Personal information
- Full name: Anna Korshikova
- National team: Kyrgyzstan
- Born: 6 July 1982 (age 44) Frunze, Kirghiz SSR, Soviet Union
- Height: 1.70 m (5 ft 7 in)
- Weight: 54 kg (119 lb)

Sport
- Sport: Swimming
- Strokes: Freestyle

= Anna Korshikova =

Kyrgyzstani swimmer

Anna Korshikova (Анна Коршикова; born July 6, 1982) is a Kyrgyz former swimmer, who specialized in middle-distance freestyle events. Korshikova competed in two swimming events at the 2000 Summer Olympics in Sydney. She achieved a FINA B-cut of 2:05.61 from the Russian Open Championships in Saint Petersburg.

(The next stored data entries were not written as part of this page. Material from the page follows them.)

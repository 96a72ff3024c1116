//! Conversion between transport types and Gemini wire types

use super::types::*;
use crate::error::{Error, Result};
use crate::media::{ImageArtifact, Part, DEFAULT_IMAGE_MIME};
use crate::message::Message;
use crate::transport::{ChatRequest, ContentRequest, ContentResponse};

fn text_part(text: &str) -> GeminiPart {
    GeminiPart::Text {
        text: text.to_string(),
    }
}

/// Convert a transcript into Gemini contents.
///
/// Messages with no content (e.g. an unfinished placeholder) are skipped,
/// since the API rejects empty parts.
pub(crate) fn convert_history(history: &[Message]) -> Vec<GeminiContent> {
    history
        .iter()
        .filter(|msg| !msg.content.is_empty())
        .map(|msg| GeminiContent {
            role: Some(msg.role.as_str().to_string()),
            parts: vec![text_part(&msg.content)],
        })
        .collect()
}

/// Build the streamed chat body: prior history, then the new user turn
pub(crate) fn chat_request(request: &ChatRequest) -> GeminiRequest {
    let mut contents = convert_history(&request.history);
    contents.push(GeminiContent {
        role: Some("user".to_string()),
        parts: vec![text_part(&request.message)],
    });

    let system_instruction = if request.system_instruction.is_empty() {
        None
    } else {
        Some(GeminiContent {
            role: None,
            parts: vec![text_part(&request.system_instruction)],
        })
    };

    GeminiRequest {
        contents,
        system_instruction,
        generation_config: None,
    }
}

/// Build a single-turn content body, preserving part order exactly
pub(crate) fn content_request(request: &ContentRequest) -> GeminiRequest {
    let parts = request
        .parts
        .iter()
        .map(|part| match part {
            Part::Text(text) => text_part(text),
            Part::InlineData(image) => GeminiPart::InlineData {
                inline_data: InlineData {
                    mime_type: Some(image.mime_type.clone()),
                    data: image.data.clone(),
                },
            },
        })
        .collect();

    let generation_config = request.aspect_ratio.map(|ratio| GenerationConfig {
        image_config: Some(ImageConfig {
            aspect_ratio: ratio.as_str().to_string(),
        }),
    });

    GeminiRequest {
        contents: vec![GeminiContent {
            role: Some("user".to_string()),
            parts,
        }],
        system_instruction: None,
        generation_config,
    }
}

/// Map the first candidate's parts into transport parts
pub(crate) fn content_response(response: GeminiResponse) -> ContentResponse {
    if response.candidates.is_empty() {
        if let Some(reason) = response
            .prompt_feedback
            .as_ref()
            .and_then(|f| f.block_reason.as_deref())
        {
            tracing::warn!(block_reason = %reason, "Gemini returned no candidates");
        }
    }

    let parts = response
        .candidates
        .into_iter()
        .next()
        .map(|candidate| candidate.content.parts)
        .unwrap_or_default()
        .into_iter()
        .filter_map(|part| match part {
            GeminiPart::Text { text } => Some(Part::Text(text)),
            GeminiPart::InlineData { inline_data } if !inline_data.data.is_empty() => {
                let mime = inline_data
                    .mime_type
                    .filter(|m| !m.is_empty())
                    .unwrap_or_else(|| DEFAULT_IMAGE_MIME.to_string());
                Some(Part::InlineData(ImageArtifact::new(mime, inline_data.data)))
            }
            _ => None,
        })
        .collect();

    ContentResponse { parts }
}

/// Decode one streamed chunk into its text fragment.
///
/// Returns `Ok(None)` for chunks carrying no text (e.g. the final usage
/// chunk); an embedded `error` object becomes `Error::Api`.
pub(crate) fn stream_chunk_text(payload: &str) -> Result<Option<String>> {
    if let Ok(error) = serde_json::from_str::<GeminiError>(payload) {
        return Err(Error::Api {
            status: error.error.code,
            message: format!("{}: {}", error.error.status, error.error.message),
        });
    }

    let chunk: GeminiResponse = serde_json::from_str(payload)
        .map_err(|e| Error::InvalidResponse(format!("bad stream chunk: {}", e)))?;

    let text: String = chunk
        .candidates
        .first()
        .map(|candidate| {
            candidate
                .content
                .parts
                .iter()
                .filter_map(|part| match part {
                    GeminiPart::Text { text } => Some(text.as_str()),
                    _ => None,
                })
                .collect()
        })
        .unwrap_or_default();

    Ok(if text.is_empty() { None } else { Some(text) })
}
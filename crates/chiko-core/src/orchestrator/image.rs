//! Image generation and editing

use super::core::RequestOrchestrator;
use super::slot::Slot;
use super::types::ImageRequest;
use crate::classify::Failure;
use crate::error::Result;
use chiko_llm::{ContentRequest, ImageArtifact};
use tracing::{info, instrument, warn};

/// Failure text when a generation response carries no media part
pub(crate) const NO_IMAGE_DATA: &str = "No image data found in response";

impl RequestOrchestrator {
    /// Generate an image from a prompt, style and aspect ratio
    #[instrument(skip(self, request), fields(style = %request.style, ratio = %request.aspect_ratio))]
    pub async fn generate_image(&self, request: &ImageRequest) -> Result<ImageArtifact> {
        let _guard = self.acquire(Slot::Generate)?;
        let credential = self.prepare().await?;

        let content = ContentRequest::new(&self.config.image_model)
            .with_text(request.prompt_text())
            .with_aspect_ratio(request.aspect_ratio);

        let response = self
            .transport
            .generate_content(credential, content)
            .await
            .map_err(|e| {
                warn!(error = %e, "Image generation failed");
                self.classify(e)
            })?;

        match response.first_media() {
            Some(image) => {
                info!(mime = %image.mime_type, bytes = image.data.len(), "Image generated");
                Ok(image.clone())
            }
            None => Err(self.classify(Failure::Unknown(NO_IMAGE_DATA.to_string())).into()),
        }
    }

    /// Edit `source` according to `instruction`.
    ///
    /// The request carries the image first, then the text. A text-only
    /// answer is the provider declining, surfaced verbatim.
    #[instrument(skip(self, source, instruction), fields(mime = %source.mime_type))]
    pub async fn edit_image(
        &self,
        source: &ImageArtifact,
        instruction: &str,
    ) -> Result<ImageArtifact> {
        let _guard = self.acquire(Slot::Edit)?;
        let credential = self.prepare().await?;

        let content = ContentRequest::new(&self.config.image_model)
            .with_image(source.clone())
            .with_text(instruction);

        let response = self
            .transport
            .generate_content(credential, content)
            .await
            .map_err(|e| {
                warn!(error = %e, "Image edit failed");
                self.classify(e)
            })?;

        if let Some(image) = response.first_media() {
            info!(mime = %image.mime_type, bytes = image.data.len(), "Image edited");
            return Ok(image.clone());
        }

        let failure = match response.first_text() {
            Some(text) => {
                warn!("Model answered the edit with text only");
                Failure::Refusal(text.to_string())
            }
            None => Failure::Unknown(self.classifier.locale().edit_without_image().to_string()),
        };
        Err(self.classify(failure).into())
    }
}
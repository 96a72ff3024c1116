//! CLI command: `chiko chat`
//!
//! Line-based REPL. Replies stream to stdout as they arrive; logs go to
//! stderr. Commands: `/persona <id>`, `/personas`, `/clear`, `/quota`, `/exit`.

use crate::app;
use anyhow::Result;
use chiko_core::{Personality, Transcript, TurnOutcome, GREETING};
use std::io::Write;
use tokio::io::{AsyncBufReadExt, BufReader};
use tracing::debug;

/// Run the chat REPL
pub async fn run(persona: Personality) -> Result<()> {
    let config = app::load_config()?;
    let orchestrator = app::build_orchestrator(&config)?;

    let mut personality = persona;
    let mut transcript = Transcript::with_greeting();
    print_model_line(personality, GREETING);

    let mut lines = BufReader::new(tokio::io::stdin()).lines();
    loop {
        prompt()?;
        let Some(line) = lines.next_line().await? else {
            break;
        };
        let line = line.trim();
        if line.is_empty() {
            continue;
        }

        if let Some(command) = line.strip_prefix('/') {
            match handle_command(command, &mut personality, &mut transcript) {
                CommandResult::Continue => continue,
                CommandResult::ShowQuota => {
                    let stats = orchestrator.quota_stats();
                    println!(
                        "  Kuota: {}/{} per menit tersisa ({:.0}% terpakai){}",
                        stats.remaining,
                        stats.limit,
                        stats.percent_used,
                        if stats.is_low { " !!" } else { "" }
                    );
                    continue;
                }
                CommandResult::Exit => break,
            }
        }

        print!("{} Chiko: ", personality.icon());
        std::io::stdout().flush()?;

        let mut printed = 0usize;
        let outcome = orchestrator
            .converse(&mut transcript, line, personality, |message| {
                let content = message.content.as_str();
                if let Some(delta) = content.get(printed..) {
                    print!("{}", delta);
                    let _ = std::io::stdout().flush();
                }
                printed = content.len();
            })
            .await?;

        match outcome {
            TurnOutcome::Completed(_) => println!(),
            TurnOutcome::Failed { partial, error, notice } => {
                if partial.is_some() {
                    println!();
                    print!("{} Chiko: ", personality.icon());
                }
                println!("{}", notice.content);
                debug!(kind = ?error.kind(), "Turn ended with an error message");
            }
        }
    }

    println!("Sampai jumpa, Bro!");
    Ok(())
}

enum CommandResult {
    Continue,
    ShowQuota,
    Exit,
}

fn handle_command(
    command: &str,
    personality: &mut Personality,
    transcript: &mut Transcript,
) -> CommandResult {
    let (name, arg) = command
        .split_once(char::is_whitespace)
        .map_or((command, ""), |(n, a)| (n, a.trim()));

    match name {
        "exit" | "quit" | "q" => CommandResult::Exit,
        "clear" => {
            *transcript = Transcript::with_greeting();
            print_model_line(*personality, GREETING);
            CommandResult::Continue
        }
        "quota" => CommandResult::ShowQuota,
        "personas" => {
            for p in Personality::ALL {
                let marker = if p == *personality { "*" } else { " " };
                println!("  {} {:<13} {}", marker, p.id(), p);
            }
            CommandResult::Continue
        }
        "persona" => {
            match Personality::from_id(arg) {
                Some(p) => {
                    *personality = p;
                    println!("  Mode: {}", p);
                }
                None => println!("  Persona nggak dikenal: '{}'. Coba /personas", arg),
            }
            CommandResult::Continue
        }
        other => {
            println!("  Perintah nggak dikenal: /{}", other);
            CommandResult::Continue
        }
    }
}

fn print_model_line(personality: Personality, content: &str) {
    println!("{} Chiko: {}", personality.icon(), content);
}

fn prompt() -> Result<()> {
    print!("> ");
    std::io::stdout().flush()?;
    Ok(())
}
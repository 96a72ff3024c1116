//! Orchestrator configuration

use crate::classify::Locale;
use chiko_llm::gemini::{DEFAULT_CHAT_MODEL, DEFAULT_IMAGE_MODEL};
use serde::{Deserialize, Serialize};

/// Models and message locale used by the orchestrator
#[derive(Debug, Clone, PartialEq, Eq, Serialize, Deserialize)]
pub struct OrchestratorConfig {
    /// Model for streaming chat
    pub chat_model: String,
    /// Model for image generation and editing
    pub image_model: String,
    /// Locale of user-facing error messages
    pub locale: Locale,
}

impl Default for OrchestratorConfig {
    fn default() -> Self {
        Self {
            chat_model: DEFAULT_CHAT_MODEL.to_string(),
            image_model: DEFAULT_IMAGE_MODEL.to_string(),
            locale: Locale::default(),
        }
    }
}

impl OrchestratorConfig {
    /// Create the default configuration
    #[must_use]
    pub fn new() -> Self {
        Self::default()
    }

    /// Set the chat model
    #[must_use]
    pub fn with_chat_model(mut self, model: impl Into<String>) -> Self {
        self.chat_model = model.into();
        self
    }

    /// Set the image model
    #[must_use]
    pub fn with_image_model(mut self, model: impl Into<String>) -> Self {
        self.image_model = model.into();
        self
    }

    /// Set the message locale
    #[must_use]
    pub fn with_locale(mut self, locale: Locale) -> Self {
        self.locale = locale;
        self
    }
}
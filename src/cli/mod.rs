//! CLI module for Chiko
//!
//! Provides commands:
//! - `chat`: interactive streaming chat
//! - `image generate` / `image edit`: image generation and photo studio
//! - `quota`: client-side usage against the free-tier limits

use chiko_core::{ImageStyle, Personality, ToneFilter};
use chiko_llm::AspectRatio;
use clap::{Args, Parser, Subcommand, ValueEnum};
use std::path::PathBuf;

pub mod chat;
pub mod image;
pub mod quota;

/// Chiko AI Assistant CLI
#[derive(Parser, Debug)]
#[command(name = "chiko")]
#[command(about = "Chiko - santuy AI assistant (chat, image generation, photo studio)")]
#[command(version)]
pub struct Cli {
    #[command(subcommand)]
    pub command: Option<Commands>,
}

#[derive(Subcommand, Debug)]
pub enum Commands {
    /// Chat with Chiko (streams replies)
    Chat {
        /// Personality id: friendly, professional, funny, expert
        #[arg(short, long, default_value = "friendly")]
        persona: Personality,
    },
    /// Generate or edit images
    #[command(subcommand)]
    Image(ImageCommand),
    /// Show client-side quota usage
    Quota {
        /// Output as JSON
        #[arg(long)]
        json: bool,
        /// Refresh every second
        #[arg(short, long)]
        watch: bool,
    },
}

#[derive(Subcommand, Debug)]
pub enum ImageCommand {
    /// Generate an image from a prompt
    Generate(GenerateArgs),
    /// Edit an existing image with a photo studio tool
    Edit(EditArgs),
}

#[derive(Args, Debug)]
pub struct GenerateArgs {
    /// What to draw
    pub prompt: String,
    /// Style: realistic, cinematic, anime, cyberpunk, watercolor, pixel-art, 3d
    #[arg(short, long, default_value = "realistic")]
    pub style: ImageStyle,
    /// Aspect ratio: 1:1, 4:5, 9:16, 16:9
    #[arg(short, long, default_value = "1:1")]
    pub ratio: AspectRatio,
    /// Output file (defaults to a timestamped name in the current directory)
    #[arg(short, long)]
    pub output: Option<PathBuf>,
}

#[derive(Args, Debug)]
pub struct EditArgs {
    /// Source image file (png, jpeg, webp)
    pub input: PathBuf,
    /// Edit tool
    #[arg(short, long, value_enum, default_value_t = ToolArg::Enhance)]
    pub tool: ToolArg,
    /// Color grading for the tone tool
    #[arg(short, long, default_value = "Cinematic")]
    pub filter: ToneFilter,
    /// Description for the remove / outfit tools
    #[arg(short = 'd', long)]
    pub description: Option<String>,
    /// Free-form instruction (overrides --tool)
    #[arg(long)]
    pub prompt: Option<String>,
    /// Output file (defaults to a timestamped name in the current directory)
    #[arg(short, long)]
    pub output: Option<PathBuf>,
}

#[derive(ValueEnum, Clone, Copy, Debug, PartialEq, Eq)]
pub enum ToolArg {
    Tone,
    Remove,
    Outfit,
    Enhance,
}

/// Run the CLI command
pub async fn run(cli: Cli) -> anyhow::Result<()> {
    match cli.command {
        Some(Commands::Chat { persona }) => chat::run(persona).await,
        Some(Commands::Image(ImageCommand::Generate(args))) => image::generate(args).await,
        Some(Commands::Image(ImageCommand::Edit(args))) => image::edit(args).await,
        Some(Commands::Quota { json, watch }) => quota::run(json, watch).await,
        None => {
            let mut cmd = <Cli as clap::CommandFactory>::command();
            cmd.print_help()?;
            println!();
            Ok(())
        }
    }
}
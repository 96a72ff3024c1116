//! Closed configuration sets: chat personalities and image styles
//!
//! Selections are tagged variants resolved at compile time, so an invalid
//! choice can never reach the transport layer.

use serde::{Deserialize, Serialize};
use std::fmt;
use std::str::FromStr;

/// Chat persona. Each carries a fixed system instruction sent with every turn.
#[derive(Debug, Clone, Copy, Default, PartialEq, Eq, Hash, Serialize, Deserialize)]
#[serde(rename_all = "lowercase")]
pub enum Personality {
    /// Casual best friend
    #[default]
    Friendly,
    /// Sharp, polite assistant
    Professional,
    /// Joker
    Funny,
    /// Deep-dive expert
    Expert,
}

impl Personality {
    /// All personalities, in display order
    pub const ALL: [Personality; 4] = [
        Self::Friendly,
        Self::Professional,
        Self::Funny,
        Self::Expert,
    ];

    /// Stable identifier
    #[must_use]
    pub fn id(&self) -> &'static str {
        match self {
            Self::Friendly => "friendly",
            Self::Professional => "professional",
            Self::Funny => "funny",
            Self::Expert => "expert",
        }
    }

    /// Display name
    #[must_use]
    pub fn display_name(&self) -> &'static str {
        match self {
            Self::Friendly => "Bestie Abis",
            Self::Professional => "Si Paling Pro",
            Self::Funny => "Si Lawak",
            Self::Expert => "Suhu / Sepuh",
        }
    }

    /// Icon shown next to the name
    #[must_use]
    pub fn icon(&self) -> &'static str {
        match self {
            Self::Friendly => "😎",
            Self::Professional => "🧐",
            Self::Funny => "🤣",
            Self::Expert => "🔥",
        }
    }

    /// System instruction sent to the model
    #[must_use]
    pub fn system_instruction(&self) -> &'static str {
        match self {
            Self::Friendly => {
                "Lo itu temen akrab (bestie) user. Ngomong pake Bahasa Indonesia gaul (Lo-Gue) \
                 yang santuy, asik, dan kekinian. Pake istilah kaya 'Bro', 'Sis', 'Guys', 'Sob'. \
                 Jangan kaku, anggep aja lagi nongkrong di kafe."
            }
            Self::Professional => {
                "Lo asisten yang pinter dan solutif. Walaupun pinter, tetep jelasin pake Bahasa \
                 Indonesia yang lugas tapi agak santai dikit biar gak bosenin. Pake 'Saya' atau \
                 'Aku' yang sopan tapi tetep friendly."
            }
            Self::Funny => {
                "Lo seneng banget becanda, receh, dan agak nyeleneh. Jawaban lo harus lucu, \
                 roasting dikit gapapa, pake bahasa gaul tongkrongan. Yang penting user ketawa."
            }
            Self::Expert => {
                "Lo itu Suhu, orang yang udah paham banget alias Sepuh. Jelasin sedetail mungkin, \
                 dalem, dan pake istilah-istilah 'daging'. Bahasa tetep santai tapi berwibawa."
            }
        }
    }

    /// Look up a personality by id (case-insensitive)
    #[must_use]
    pub fn from_id(id: &str) -> Option<Self> {
        let id = id.trim();
        Self::ALL
            .into_iter()
            .find(|p| p.id().eq_ignore_ascii_case(id))
    }
}

impl fmt::Display for Personality {
    fn fmt(&self, f: &mut fmt::Formatter<'_>) -> fmt::Result {
        write!(f, "{} {}", self.icon(), self.display_name())
    }
}

impl FromStr for Personality {
    type Err = String;

    fn from_str(s: &str) -> Result<Self, Self::Err> {
        Self::from_id(s).ok_or_else(|| format!("unknown personality: {}", s))
    }
}

/// Visual style applied to generated images
#[derive(Debug, Clone, Copy, Default, PartialEq, Eq, Hash, Serialize, Deserialize)]
pub enum ImageStyle {
    /// Photographic
    #[default]
    Realistic,
    /// Film still
    Cinematic,
    /// Japanese animation
    Anime,
    /// Neon dystopia
    Cyberpunk,
    /// Painted
    Watercolor,
    /// Retro sprites
    PixelArt,
    /// Rendered 3D scene
    ThreeD,
}

impl ImageStyle {
    /// All styles, in display order
    pub const ALL: [ImageStyle; 7] = [
        Self::Realistic,
        Self::Cinematic,
        Self::Anime,
        Self::Cyberpunk,
        Self::Watercolor,
        Self::PixelArt,
        Self::ThreeD,
    ];

    /// Label used in prompts and menus
    #[must_use]
    pub fn label(&self) -> &'static str {
        match self {
            Self::Realistic => "Realistic",
            Self::Cinematic => "Cinematic",
            Self::Anime => "Anime",
            Self::Cyberpunk => "Cyberpunk",
            Self::Watercolor => "Watercolor",
            Self::PixelArt => "Pixel Art",
            Self::ThreeD => "3D Render",
        }
    }
}

impl fmt::Display for ImageStyle {
    fn fmt(&self, f: &mut fmt::Formatter<'_>) -> fmt::Result {
        f.write_str(self.label())
    }
}

impl FromStr for ImageStyle {
    type Err = String;

    /// Accepts the label or a compact form (`pixel-art`, `3d`)
    fn from_str(s: &str) -> Result<Self, Self::Err> {
        let wanted: String = s
            .chars()
            .filter(|c| c.is_ascii_alphanumeric())
            .collect::<String>()
            .to_ascii_lowercase();

        Self::ALL
            .into_iter()
            .find(|style| {
                let label: String = style
                    .label()
                    .chars()
                    .filter(|c| c.is_ascii_alphanumeric())
                    .collect::<String>()
                    .to_ascii_lowercase();
                label == wanted || (wanted == "3d" && *style == Self::ThreeD)
            })
            .ok_or_else(|| format!("unknown image style: {}", s))
    }
}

On the third day of the Games, Korshikova placed thirty-fifth in the 200 m freestyle. Swimming in heat two, she enjoyed the race with an early lead, but faded shortly to a fourth seed in 2:08.08, over three body lengths behind leader Lára Hrund Bjargardóttir of Iceland. Two days later, Korshikova, along with Yekaterina Tochenaya, Nataliya Korabelnikova, and Anjelika Solovieva, placed fourteenth in the 4×200 m freestyle relay (8:41.21).